• About this task: Would you give again, exactly, the lines running from the line with "use colored::Colorize;" to the end of the data below, both included?

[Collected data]
Start of Block

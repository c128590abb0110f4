//! Error types for the equivalence oracle

use std::fmt;

/// The first field, depth-first, at which two values disagree.
#[derive(Debug, Clone, PartialEq, Eq)]
pub struct Mismatch {
    /// Dotted path of the field, using fixture field names.
    pub field: String,
    /// The reference value, rendered.
    pub expected: String,
    /// The value under test, rendered.
    pub actual: String,
}

impl Mismatch {
    /// Creates a new mismatch.
    pub fn new(
        field: impl Into<String>,
        expected: impl Into<String>,
        actual: impl Into<String>,
    ) -> Self {
        Self { field: field.into(), expected: expected.into(), actual: actual.into() }
    }
}

impl fmt::Display for Mismatch {
    fn fmt(&self, f: &mut fmt::Formatter<'_>) -> fmt::Result {
        write!(f, "'{}': expected {}, got {}", self.field, self.expected, self.actual)
    }
}

/// Errors raised by the oracle
#[derive(Debug, thiserror::Error)]
pub enum Error {
    /// The two sides diverge.
    #[error("equivalence mismatch at {0}")]
    EquivalenceMismatch(Mismatch),

    /// The value under test could not be read back into the model.
    #[error(transparent)]
    Model(#[from] mimir_model::Error),
}

impl From<Mismatch> for Error {
    fn from(mismatch: Mismatch) -> Self {
        Error::EquivalenceMismatch(mismatch)
    }
}
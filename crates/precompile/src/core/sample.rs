//! Trial planning: the fixed edge cases, then seeded random trials.
//!
//! Random trial `i` of a run with base seed `s` draws its inputs from an RNG seeded with
//! `s + i` (wrapping), so any single trial can be replayed from its own seed.

use std::fmt;

use alloy::primitives::U256;
use rand::{rngs::StdRng, Rng, SeedableRng};

use crate::{
    core::{point::EcPoint, reference},
    interfaces::Curve,
};

/// What a trial exercises.
#[derive(Debug, Clone, Copy, PartialEq, Eq)]
pub enum Case {
    /// The generator times zero.
    ZeroScalar,
    /// The generator times the group order.
    GroupOrder,
    /// The point at infinity times a random scalar.
    PointAtInfinity,
    /// The generator times one.
    UnitScalar,
    /// The generator times the group order minus one.
    OrderMinusOne,
    /// The generator times `2^256 - 1`.
    MaxScalar,
    /// A random point times zero.
    ZeroScalarRandomPoint,
    /// A random point times a random scalar.
    Random,
}

impl fmt::Display for Case {
    fn fmt(&self, f: &mut fmt::Formatter<'_>) -> fmt::Result {
        let name = match self {
            Case::ZeroScalar => "zero scalar",
            Case::GroupOrder => "scalar = group order",
            Case::PointAtInfinity => "point at infinity",
            Case::UnitScalar => "unit scalar",
            Case::OrderMinusOne => "scalar = group order - 1",
            Case::MaxScalar => "scalar = 2^256 - 1",
            Case::ZeroScalarRandomPoint => "random point, zero scalar",
            Case::Random => "random",
        };
        f.write_str(name)
    }
}

/// One planned scalar multiplication.
#[derive(Debug, Clone, Copy, PartialEq, Eq)]
pub struct Trial {
    /// Position in the run.
    pub index: usize,
    /// The seed this trial's inputs were drawn with.
    pub seed: u64,
    /// What this trial exercises.
    pub case: Case,
    /// The point to multiply.
    pub point: EcPoint,
    /// The scalar to multiply by.
    pub scalar: U256,
}

fn random_word(rng: &mut StdRng) -> U256 {
    U256::from_limbs(rng.gen::<[u64; 4]>())
}

/// A random multiple of the generator.
fn random_point(curve: Curve, rng: &mut StdRng) -> EcPoint {
    let multiple = random_word(rng) % reference::group_order(curve);

    // a random multiple is never infinity unless it is zero
    reference::ec_mul(curve, reference::generator(curve), multiple)
        .unwrap_or_else(|| reference::generator(curve))
}

/// The fixed edge cases, which every run executes before its random trials.
pub fn edge_cases(curve: Curve, base_seed: u64) -> Vec<Trial> {
    let generator = reference::generator(curve);
    let order = reference::group_order(curve);
    let mut rng = StdRng::seed_from_u64(base_seed);
    let infinity_scalar = random_word(&mut rng);
    let zeroed_point = random_point(curve, &mut rng);

    [
        (Case::ZeroScalar, generator, U256::ZERO),
        (Case::GroupOrder, generator, order),
        (Case::PointAtInfinity, EcPoint::INFINITY, infinity_scalar),
        (Case::UnitScalar, generator, U256::from(1)),
        (Case::OrderMinusOne, generator, order - U256::from(1)),
        (Case::MaxScalar, generator, U256::MAX),
        (Case::ZeroScalarRandomPoint, zeroed_point, U256::ZERO),
    ]
    .into_iter()
    .enumerate()
    .map(|(index, (case, point, scalar))| Trial { index, seed: base_seed, case, point, scalar })
    .collect()
}

/// Draws a random trial from `seed`: a random multiple of the generator and a random 256-bit
/// scalar.
pub fn random_trial(curve: Curve, index: usize, seed: u64) -> Trial {
    let mut rng = StdRng::seed_from_u64(seed);
    let point = random_point(curve, &mut rng);
    let scalar = random_word(&mut rng);

    Trial { index, seed, case: Case::Random, point, scalar }
}

/// Plans a full run: the edge cases, then `trials` random trials seeded from `base_seed`.
pub fn plan(curve: Curve, trials: usize, base_seed: u64) -> Vec<Trial> {
    let mut plan = edge_cases(curve, base_seed);
    let offset = plan.len();

    plan.extend((0..trials).map(|i| {
        random_trial(curve, offset + i, base_seed.wrapping_add(i as u64))
    }));
    plan
}
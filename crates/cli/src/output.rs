use colored::Colorize;
use mimir_core::mimir_precompile::{EcMulReport, TrialRecord};

/// A one-line verdict on a scenario.
pub(crate) fn verdict<E: std::fmt::Display>(name: &str, outcome: &Result<(), E>) -> String {
    match outcome {
        Ok(()) => format!("{} {}", "PASS".green().bold(), name),
        Err(e) => format!("{} {}: {}", "FAIL".red().bold(), name, e),
    }
}

/// The closing summary of a run.
pub(crate) fn summary(passed: usize, total: usize) -> String {
    let counts = format!("{passed}/{total} passed");
    if passed == total {
        counts.green().bold().to_string()
    } else {
        counts.red().bold().to_string()
    }
}

/// The verdict on one EC multiplication trial, named by the seed that replays it.
pub(crate) fn ec_mul_failure(record: &TrialRecord) -> String {
    let trial = &record.trial;
    let name = format!("trial {} ({}, seed {})", trial.index, trial.case, trial.seed);
    verdict(&name, &record.outcome)
}

/// The closing summary of a differential EC multiplication run.
pub(crate) fn ec_mul_summary(report: &EcMulReport) -> String {
    format!(
        "{} ({} trials executed, seed {})",
        summary(report.passed(), report.planned),
        report.executed(),
        report.seed
    )
}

End of Block

• Solution for this task:
use colored::Colorize;
use mimir_core::mimir_precompile::{EcMulReport, TrialRecord};

/// A one-line verdict on a scenario.
pub(crate) fn verdict<E: std::fmt::Display>(name: &str, outcome: &Result<(), E>) -> String {
    match outcome {
        Ok(()) => format!("{} {}", "PASS".green().bold(), name),
        Err(e) => format!("{} {}: {}", "FAIL".red().bold(), name, e),
    }
}

/// The closing summary of a run.
pub(crate) fn summary(passed: usize, total: usize) -> String {
    let counts = format!("{passed}/{total} passed");
    if passed == total {
        counts.green().bold().to_string()
    } else {
        counts.red().bold().to_string()
    }
}

/// The verdict on one EC multiplication trial, named by the seed that replays it.
pub(crate) fn ec_mul_failure(record: &TrialRecord) -> String {
    let trial = &record.trial;
    let name = format!("trial {} ({}, seed {})", trial.index, trial.case, trial.seed);
    verdict(&name, &record.outcome)
}

/// The closing summary of a differential EC multiplication run.
pub(crate) fn ec_mul_summary(report: &EcMulReport) -> String {
    format!(
        "{} ({} trials executed, seed {})",
        summary(report.passed(), report.planned),
        report.executed(),
        report.seed
    )
}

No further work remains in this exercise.